303
Squadron **
Dir: Denis Delic. With: Piotr Adamczyk, Kirk Barker, Maciej
Zakoscielny, Cara Theobold. 104 mins. Cert: 15
Another week, another plucky recruit to our ever-swelling
reserves of war movies, attempting to recreate aspects of a major global conflict
on a tuppence-ha’penny budget. September gave us Hurricane, a UK-produced, English-language drama centred on those Polish
airmen who played a vital part in seeing off the Luftwaffe at the Battle of
Britain. With Armistice Day approaching, we’re now offered this Polish-funded
take on the same history. In theory, it should be the stronger venture: its
creatives are closer to these events, and it spares us the distraction of
seeing Welsh-born Game of Thrones
actors playing Eastern European hotshots. The plodding, undistinguished soap
set before us, however, is hamstrung by evidently modest resources and a
stiffness born of a desire to serve two audiences simultaneously.
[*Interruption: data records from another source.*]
//! The Apply Engine (C5): the staged reconciliation pipeline described in
//! spec.md §4.4, phases A-I. Every phase short-circuits on the first hard
//! error, leaving the store and dirty bits untouched so the next `apply()`
//! retries with a freshly (re)opened client (spec.md §7).

use std::collections::{HashMap, HashSet};

use ipnet::Ipv4Net;
use wireguard_control::{Key, KeyPair};

use crate::{
    conflict::{fallback_cidrs, resolve_effective_peers},
    dataplane::{
        DataplaneClient, DeviceConfig, DeviceState, DpResult, IpRule, LinkInfo, LinkState,
        PeerUpdate, RouteDesire, RouteKind, RouteReconciler, StatusCallback, WireguardClient,
    },
    error::{DataplaneError, ReconcileError},
    Reconciler,
};

enum PhaseLink {
    Unsupported,
    Ready(LinkInfo),
}

impl<N, W, R, S> Reconciler<N, W, R, S>
where
    N: DataplaneClient,
    W: WireguardClient,
    R: RouteReconciler,
    S: StatusCallback,
{
    /// Drives one full reconciliation cycle (`Apply()`, spec.md §4.1).
    pub fn apply(&mut self) -> Result<(), ReconcileError> {
        let resync = self.delta.resync_pending;
        if resync {
            self.netlink.invalidate_unsupported();
            self.wg.invalidate_unsupported();
        }

        if !self.config.enabled {
            return self.apply_disabled();
        }

        if self.netlink.is_unsupported() {
            self.publish_zero_key()?;
            self.delta.clear();
            return Ok(());
        }

        match self.phase_link()? {
            PhaseLink::Unsupported => {
                self.publish_zero_key()?;
                self.delta.clear();
                Ok(())
            },
            PhaseLink::Ready(link) => {
                if !self.link_up {
                    return Ok(());
                }
                self.reconcile_converged(link, resync)
            },
        }
    }

    /// Phase A: disabled shortcut. Tears down everything this reconciler
    /// owns and returns; never enters UNSUPPORTED mode.
    fn apply_disabled(&mut self) -> Result<(), ReconcileError> {
        let iface = self.iface_name();

        if let Some(exists) = self.with_netlink_opt(|c| c.link_by_name(&iface))? {
            if exists.is_some() {
                self.with_netlink(|c| c.link_del(&iface))?;
            }
        }

        if let Some(rules) = self.with_netlink_opt(|c| c.rule_list(self.config.table))? {
            for rule in rules {
                if rule.table == self.config.table {
                    self.with_netlink(|c| c.rule_del(rule))?;
                }
            }
        }

        self.routes.set_routes(self.config.table, Vec::new());
        self.routes
            .apply()
            .map_err(ReconcileError::RouteTable)?;

        self.delta.clear();
        Ok(())
    }

    /// Phase B: link presence. Creates the link if absent, brings it up if
    /// down, and reports whether the kernel categorically refused the
    /// wireguard link type.
    fn phase_link(&mut self) -> Result<PhaseLink, ReconcileError> {
        let iface = self.iface_name();
        let mtu = self.config.mtu;

        let Some(existing) = self.with_netlink_opt(|c| c.link_by_name(&iface))? else {
            return Ok(PhaseLink::Unsupported);
        };

        let link = match existing {
            Some(info) => info,
            None => match self.with_netlink(|c| c.link_add_wireguard(&iface, mtu)) {
                Ok(()) => match self.with_netlink(|c| c.link_by_name(&iface))? {
                    Some(info) => info,
                    None => {
                        return Err(DataplaneError::retriable(
                            "link vanished immediately after creation",
                        )
                        .into())
                    },
                },
                Err(ReconcileError::Dataplane(e)) if e.is_not_supported() => {
                    self.netlink.mark_unsupported();
                    return Ok(PhaseLink::Unsupported);
                },
                Err(e) => return Err(e),
            },
        };

        if link.state == LinkState::Down {
            self.with_netlink(|c| c.link_set_up(&iface))?;
        }

        Ok(PhaseLink::Ready(link))
    }

    /// Phases C-I, run once the link is known to be up.
    fn reconcile_converged(&mut self, link: LinkInfo, resync: bool) -> Result<(), ReconcileError> {
        // Phase C: open the wireguard client.
        if self.wg.ensure_open()?.is_none() {
            self.publish_zero_key()?;
            self.delta.clear();
            return Ok(());
        }

        let device = self.phase_local_keying(&link, resync)?;
        self.phase_iface_addr(&link, resync)?;
        self.phase_rule(resync)?;
        self.phase_peers(&device, resync)?;
        self.phase_routes(link.index, resync)?;

        self.delta.clear();
        Ok(())
    }

    /// Phase D: ensure the device has a keypair, correct the advertised
    /// port/mark/MTU on resync, and publish the public key on change.
    fn phase_local_keying(
        &mut self,
        link: &LinkInfo,
        resync: bool,
    ) -> Result<DeviceState, ReconcileError> {
        let iface = self.iface_name();
        let mut device = self.with_wg(|c| c.device_by_name(&iface))?;

        let mut cfg = DeviceConfig::default();
        let mut dirty = false;

        if device.private_key.is_none() || device.public_key.is_none() {
            let keypair = KeyPair::generate();
            cfg.private_key = Some(keypair.private.clone());
            cfg.listen_port = Some(self.config.listen_port);
            cfg.firewall_mark = Some(self.config.firewall_mark);
            device.private_key = Some(keypair.private);
            device.public_key = Some(keypair.public);
            device.listen_port = self.config.listen_port;
            device.firewall_mark = self.config.firewall_mark;
            dirty = true;
        } else if resync {
            if device.listen_port != self.config.listen_port {
                cfg.listen_port = Some(self.config.listen_port);
                device.listen_port = self.config.listen_port;
                dirty = true;
            }
            if device.firewall_mark != self.config.firewall_mark {
                cfg.firewall_mark = Some(self.config.firewall_mark);
                device.firewall_mark = self.config.firewall_mark;
                dirty = true;
            }
        }

        if resync && link.mtu != self.config.mtu {
            self.with_netlink(|c| c.link_set_mtu(&iface, self.config.mtu))?;
        }

        if dirty {
            self.with_wg(|c| c.configure_device(&iface, cfg.clone()))?;
        }

        if let Some(pubkey) = device.public_key.clone() {
            self.publish_key(pubkey)?;
        }

        Ok(device)
    }

    /// Phase E: reconcile the link's IPv4 addresses against `{iface_addr}`.
    /// Skipped on a non-resync cycle when nothing local-address-related
    /// changed (C3's `local_addr_dirty`, spec.md §4.3/§4.7).
    fn phase_iface_addr(&mut self, link: &LinkInfo, resync: bool) -> Result<(), ReconcileError> {
        if !resync && !self.delta.local_addr_dirty {
            return Ok(());
        }

        let desired: HashSet<_> = self
            .store
            .local_node()
            .and_then(|n| n.iface_addr)
            .into_iter()
            .collect();
        let current: HashSet<_> = self
            .with_netlink(|c| c.addr_list(link.index))?
            .into_iter()
            .collect();

        for addr in desired.difference(&current) {
            self.with_netlink(|c| c.addr_add(link.index, *addr))?;
        }
        for addr in current.difference(&desired) {
            self.with_netlink(|c| c.addr_del(link.index, *addr))?;
        }
        Ok(())
    }

    /// Phase F: enumerate rules referencing our table, delete anything that
    /// isn't bit-identical to the canonical rule, add it if it's missing.
    /// The canonical rule is derived entirely from the immutable
    /// [`crate::config::LocalConfig`], so nothing short of a resync can make
    /// it stale; this phase is a no-op on every other Apply cycle.
    fn phase_rule(&mut self, resync: bool) -> Result<(), ReconcileError> {
        if !resync {
            return Ok(());
        }

        let canonical = IpRule {
            priority: self.config.rule_priority,
            table: self.config.table,
            mark: self.config.firewall_mark,
            invert: true,
        };

        let existing = self.with_netlink(|c| c.rule_list(self.config.table))?;
        let mut have_canonical = false;
        for rule in existing {
            if rule == canonical {
                have_canonical = true;
            } else {
                self.with_netlink(|c| c.rule_del(rule))?;
            }
        }
        if !have_canonical {
            self.with_netlink(|c| c.rule_add(canonical))?;
        }
        Ok(())
    }

    /// Phase G: diff the effective peer set against the device's live
    /// peers and submit the minimum batched configuration change. Skipped
    /// on a non-resync cycle when no tracked key gained, lost, or changed
    /// peer-relevant state (C3's `peers_dirty`, spec.md §4.3/§4.7).
    fn phase_peers(&mut self, device: &DeviceState, resync: bool) -> Result<(), ReconcileError> {
        if !resync && self.delta.peers_dirty.is_empty() {
            return Ok(());
        }

        let effective = resolve_effective_peers(&self.store, self.config.listen_port);
        let live: HashMap<&Key, _> = device.peers.iter().map(|p| (&p.public_key, p)).collect();
        let desired: HashMap<&Key, _> = effective.iter().map(|p| (&p.public_key, p)).collect();

        let mut updates = Vec::new();
        for (key, live_peer) in &live {
            if !desired.contains_key(*key) {
                updates.push(PeerUpdate {
                    public_key: (*key).clone(),
                    endpoint: live_peer.endpoint,
                    allowed_ips: vec![],
                    replace_allowed_ips: false,
                    remove: true,
                });
            }
        }
        for (key, peer) in &desired {
            let allowed: Vec<Ipv4Net> = peer.allowed_ips.iter().copied().collect();
            let needs_update = match live.get(*key) {
                None => true,
                Some(live_peer) => {
                    live_peer.endpoint != Some(peer.endpoint)
                        || !same_allowed_ips(&live_peer.allowed_ips, &allowed)
                },
            };
            if needs_update {
                updates.push(PeerUpdate {
                    public_key: (*key).clone(),
                    endpoint: Some(peer.endpoint),
                    allowed_ips: allowed,
                    replace_allowed_ips: true,
                    remove: false,
                });
            }
        }

        if !updates.is_empty() {
            let iface = self.iface_name();
            let cfg = DeviceConfig {
                peers: updates,
                ..Default::default()
            };
            self.with_wg(|c| c.configure_device(&iface, cfg))?;
        }
        Ok(())
    }

    /// Phase H: compute every CIDR's route desire and hand the full set to
    /// the route-table reconciler for this table. Skipped on a non-resync
    /// cycle only when neither routes nor peers moved (C3's `routes_dirty`
    /// and `peers_dirty`): a route's *kind* -- unicast vs. `throw` -- turns
    /// on peer capability, not just CIDR ownership, so a key conflict that
    /// flips a peer's capability without touching any CIDR (S3) still has
    /// to reach this phase.
    fn phase_routes(&mut self, link_index: u32, resync: bool) -> Result<(), ReconcileError> {
        if !resync && self.delta.routes_dirty.is_empty() && self.delta.peers_dirty.is_empty() {
            return Ok(());
        }

        let effective = resolve_effective_peers(&self.store, self.config.listen_port);

        let mut desires = Vec::new();
        for peer in &effective {
            for cidr in &peer.allowed_ips {
                desires.push(RouteDesire {
                    key: RouteDesire::make_key(self.config.table, Some(link_index), *cidr),
                    dst: *cidr,
                    link_index: Some(link_index),
                    kind: RouteKind::Unicast,
                    table: self.config.table,
                    proto: self.config.route_protocol,
                });
            }
        }
        for cidr in fallback_cidrs(&self.store, &effective) {
            desires.push(RouteDesire {
                key: RouteDesire::make_key(self.config.table, None, cidr),
                dst: cidr,
                link_index: None,
                kind: RouteKind::Throw,
                table: self.config.table,
                proto: self.config.route_protocol,
            });
        }

        self.routes.set_routes(self.config.table, desires);
        self.routes.apply().map_err(ReconcileError::RouteTable)
    }

    fn publish_zero_key(&mut self) -> Result<(), ReconcileError> {
        self.publish_key(Key::zero())
    }

    fn publish_key(&mut self, key: Key) -> Result<(), ReconcileError> {
        self.status
            .publish(key, &mut self.status_cb)
            .map_err(ReconcileError::Status)
    }

    fn iface_name(&self) -> String {
        self.config.interface.as_str_lossy().into_owned()
    }

    /// Runs `f` against the open netlink client, marking it dead and
    /// propagating the error if the call fails (C6).
    fn with_netlink<T>(
        &mut self,
        f: impl FnOnce(&mut N) -> DpResult<T>,
    ) -> Result<T, ReconcileError> {
        match self.with_netlink_opt(f)? {
            Some(v) => Ok(v),
            None => Err(DataplaneError::retriable("netlink client unexpectedly unavailable").into()),
        }
    }

    /// Like [`Self::with_netlink`], but returns `Ok(None)` instead of an
    /// error when the client is sticky-unsupported.
    fn with_netlink_opt<T>(
        &mut self,
        f: impl FnOnce(&mut N) -> DpResult<T>,
    ) -> Result<Option<T>, ReconcileError> {
        let Some(client) = self.netlink.ensure_open()? else {
            return Ok(None);
        };
        match f(client) {
            Ok(v) => Ok(Some(v)),
            Err(e) => {
                self.netlink.mark_dead();
                Err(e.into())
            },
        }
    }

    /// Runs `f` against the open wireguard client, marking it dead and
    /// propagating the error if the call fails (C6).
    fn with_wg<T>(&mut self, f: impl FnOnce(&mut W) -> DpResult<T>) -> Result<T, ReconcileError> {
        let Some(client) = self.wg.ensure_open()? else {
            return Err(DataplaneError::retriable("wireguard client unexpectedly unavailable").into());
        };
        match f(client) {
            Ok(v) => Ok(v),
            Err(e) => {
                self.wg.mark_dead();
                Err(e.into())
            },
        }
    }
}
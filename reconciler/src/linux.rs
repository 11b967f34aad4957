//! Real Linux implementations of the dataplane contracts (spec.md §6), built
//! directly on generic- and route-netlink via [`netlink_request`] -- the same
//! transport [`wireguard_control::backends::kernel`] uses for its own
//! genetlink traffic. Deliberately avoids `wireguard-control-sys`'s C FFI:
//! [`wireguard_control::backends::kernel::get_by_name`] already talks pure
//! genetlink for reads, and the write path here follows the same shape by
//! hand (see DESIGN.md for why the crate doesn't reuse `DeviceUpdate::apply`).

use std::net::{IpAddr, Ipv4Addr};

use ipnet::Ipv4Net;
use netlink_packet_core::{NetlinkPayload, NLM_F_ACK, NLM_F_CREATE, NLM_F_DUMP, NLM_F_EXCL, NLM_F_REQUEST};
use netlink_packet_generic::GenlMessage;
use netlink_packet_route::{
    constants::*,
    link::nlas::{Info, InfoKind, Nla as LinkNla},
    route::Nla as RouteNla,
    rule::Nla as RuleNla,
    AddressHeader, AddressMessage, LinkHeader, LinkMessage, RouteHeader, RouteMessage, RtnlMessage,
    RuleHeader, RuleMessage,
};
use netlink_packet_wireguard::{
    nlas::{WgAllowedIpAttrs, WgDeviceAttrs, WgDeviceFlags, WgPeerAttrs, WgPeerFlags},
    Wireguard, WireguardCmd,
};
use netlink_request::{netlink_request_genl, netlink_request_rtnl};
use wireguard_control::{backends::kernel::get_by_name, InterfaceName};

use crate::{
    dataplane::{
        DataplaneClient, DeviceConfig, DeviceState, DpResult, IpRule, LinkInfo, LinkState,
        PeerState, RouteDesire, RouteKind, WireguardClient,
    },
    error::DataplaneError,
    route_table::RouteInstaller,
};

fn io_err(message: impl Into<String>) -> DataplaneError {
    DataplaneError::from(std::io::Error::new(std::io::ErrorKind::Other, message.into()))
}
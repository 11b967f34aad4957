//! Reference binary: loads a [`LocalConfig`] from a TOML file, wires up the
//! Linux netlink/wireguard backends and a [`GraceWindowRouteTable`], and
//! loops `Apply` on a fixed interval until killed (spec.md §6, §10).
//!
//! This binary is scaffolding around the core, not part of it: the library
//! crate's public API takes a [`LocalConfig`] value and trait objects
//! directly, and never reads a file, an environment variable, or a CLI flag
//! itself (spec.md §6).

use std::{env, fs, path::PathBuf, time::Duration};

use serde::Deserialize;
use wireguard_control::InterfaceName;

use wg_reconciler::{config::DEFAULT_ROUTE_CLEANUP_DELAY, dataplane::StatusCallback, LocalConfig, Reconciler};

const DEFAULT_CONFIG_PATH: &str = "/etc/wg-reconciler/config.toml";
const APPLY_INTERVAL: Duration = Duration::from_secs(5);

fn default_mtu() -> u32 {
    1420
}

fn default_cleanup_delay_secs() -> u64 {
    DEFAULT_ROUTE_CLEANUP_DELAY.as_secs()
}

fn default_enabled() -> bool {
    true
}

/// On-disk shape of the reference binary's config file; converted into the
/// library's own [`LocalConfig`] once parsed and validated. Mirrors
/// innernet's own `ConfigFile` (kebab-case, loaded via `toml`/`serde`).
#[derive(Debug, Deserialize)]
#[serde(rename_all = "kebab-case")]
struct ConfigFile {
    hostname: String,
    interface: String,
    listen_port: u16,
    #[serde(default)]
    firewall_mark: u32,
    table: u32,
    rule_priority: u32,
    #[serde(default = "default_mtu")]
    mtu: u32,
    #[serde(default = "default_cleanup_delay_secs")]
    route_cleanup_delay_secs: u64,
    #[serde(default)]
    route_protocol: u8,
    #[serde(default = "default_enabled")]
    enabled: bool,
}

impl ConfigFile {
    fn read(path: &PathBuf) -> Result<Self, Box<dyn std::error::Error>> {
        let contents = fs::read_to_string(path)
            .map_err(|e| format!("reading {}: {e}", path.display()))?;
        Ok(toml::from_str(&contents)?)
    }

    fn into_local_config(self) -> Result<LocalConfig, Box<dyn std::error::Error>> {
        let interface: InterfaceName = self
            .interface
            .parse()
            .map_err(|e| format!("invalid interface name {:?}: {e}", self.interface))?;
        Ok(LocalConfig {
            hostname: self.hostname,
            interface,
            listen_port: self.listen_port,
            firewall_mark: self.firewall_mark,
            table: self.table,
            rule_priority: self.rule_priority,
            mtu: self.mtu,
            route_cleanup_delay: Duration::from_secs(self.route_cleanup_delay_secs),
            route_protocol: self.route_protocol,
            enabled: self.enabled,
        })
    }
}

/// Logs the locally-advertised public key whenever it changes; a real
/// embedder would instead forward it to whatever upstream collects node
/// status (spec.md §6's "status callback").
struct LoggingStatusCallback;

impl StatusCallback for LoggingStatusCallback {
    fn status(&mut self, public_key: wireguard_control::Key) -> Result<(), String> {
        log::info!("local public key is now {}", public_key.to_base64());
        Ok(())
    }
}

#[cfg(target_os = "linux")]
fn main() -> Result<(), Box<dyn std::error::Error>> {
    use wg_reconciler::{
        dataplane::DataplaneClient,
        linux::{NetlinkClient, NetlinkRouteInstaller, WireguardNetlinkClient},
        route_table::{GraceWindowRouteTable, SystemClock},
    };

    if env::var_os("RUST_LOG").is_none() {
        env::set_var("RUST_LOG", "warn,wg_reconciler=info");
    }
    pretty_env_logger::init();

    let config_path = env::args()
        .nth(1)
        .map(PathBuf::from)
        .unwrap_or_else(|| PathBuf::from(DEFAULT_CONFIG_PATH));
    let config = ConfigFile::read(&config_path)?.into_local_config()?;
    let cleanup_delay = config.route_cleanup_delay;

    log::info!(
        "wg-reconciler starting for interface {} (table {}, port {})",
        config.interface,
        config.table,
        config.listen_port
    );

    let routes = GraceWindowRouteTable::new(SystemClock, NetlinkRouteInstaller::new(), cleanup_delay);

    let iface = config.interface.to_string();
    let mut reconciler = Reconciler::new(
        config,
        || NetlinkClient::open(),
        || WireguardNetlinkClient::open(),
        routes,
        LoggingStatusCallback,
    );

    // Polls the link's up/down state on its own netlink handle and feeds it
    // to `on_iface_state_changed` every cycle, standing in for a real
    // rtnetlink event subscription (spec.md §4.2's `OnIfaceStateChanged`).
    // Without this, `link_up` never flips and Apply stays inert past link
    // creation.
    let mut link_monitor = NetlinkClient::open()?;

    loop {
        match link_monitor.link_by_name(&iface) {
            Ok(Some(info)) => reconciler.on_iface_state_changed(&iface, info.state),
            Ok(None) => {},
            Err(e) => log::warn!("link state poll failed: {e}"),
        }

        if let Err(e) = reconciler.apply() {
            log::warn!("apply failed, will retry next cycle: {e}");
        }
        std::thread::sleep(APPLY_INTERVAL);
    }
}

#[cfg(not(target_os = "linux"))]
fn main() {
    eprintln!("wg-reconciler: no dataplane backend is available on this platform");
    std::process::exit(1);
}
The three-pronged writing staff appointed to adapt journalist
Arkady Fiedler’s non-fiction account of the same name have at least grasped
this is a story in direct conversation with our present moment, mapping how the
airmen overcame any xenophobia among their hosts by doing a sterling job. Yet
they dramatise this détente with no great skill or flair, chopping artlessly
between timeframes while handing clumsy expository dialogue to those mummers
who presumably flunked the Hurricane
medicals. The Polish leads get to speak in their own subtitled tongue, which is
a progression, but the faceless British personnel yield regular cringes from
their opening cries of “Tally ho!”; one officer eventually describes the Poles
as “the bloody best pilots we’ve got”, which is not a natural formulation.
At a push, the film might serve as dozy matinee filler for those with an all-consuming interest in the subject. Cinematographer Waldemar Szmidt’s exteriors – planes parked in fields at magic hour, much rolling countryside – display a sunkissed handsomeness, though nothing really convinces us we’re looking at Northolt circa 1940. On those rare occasions the film gets off the ground, the computer-assisted dogfights are functional enough, if never as involving or thrilling as they needed to be. Such shortfalls finally condemn it to the 24-hour garage bargain bin of history: those who flew and fought – and in several cases fell to earth – surely merit greater cinematic application than this makeshift memorial, hewn from balsawood and sticky-backed plastic, can possibly summon.
303 Squadron opens in cinemas nationwide today.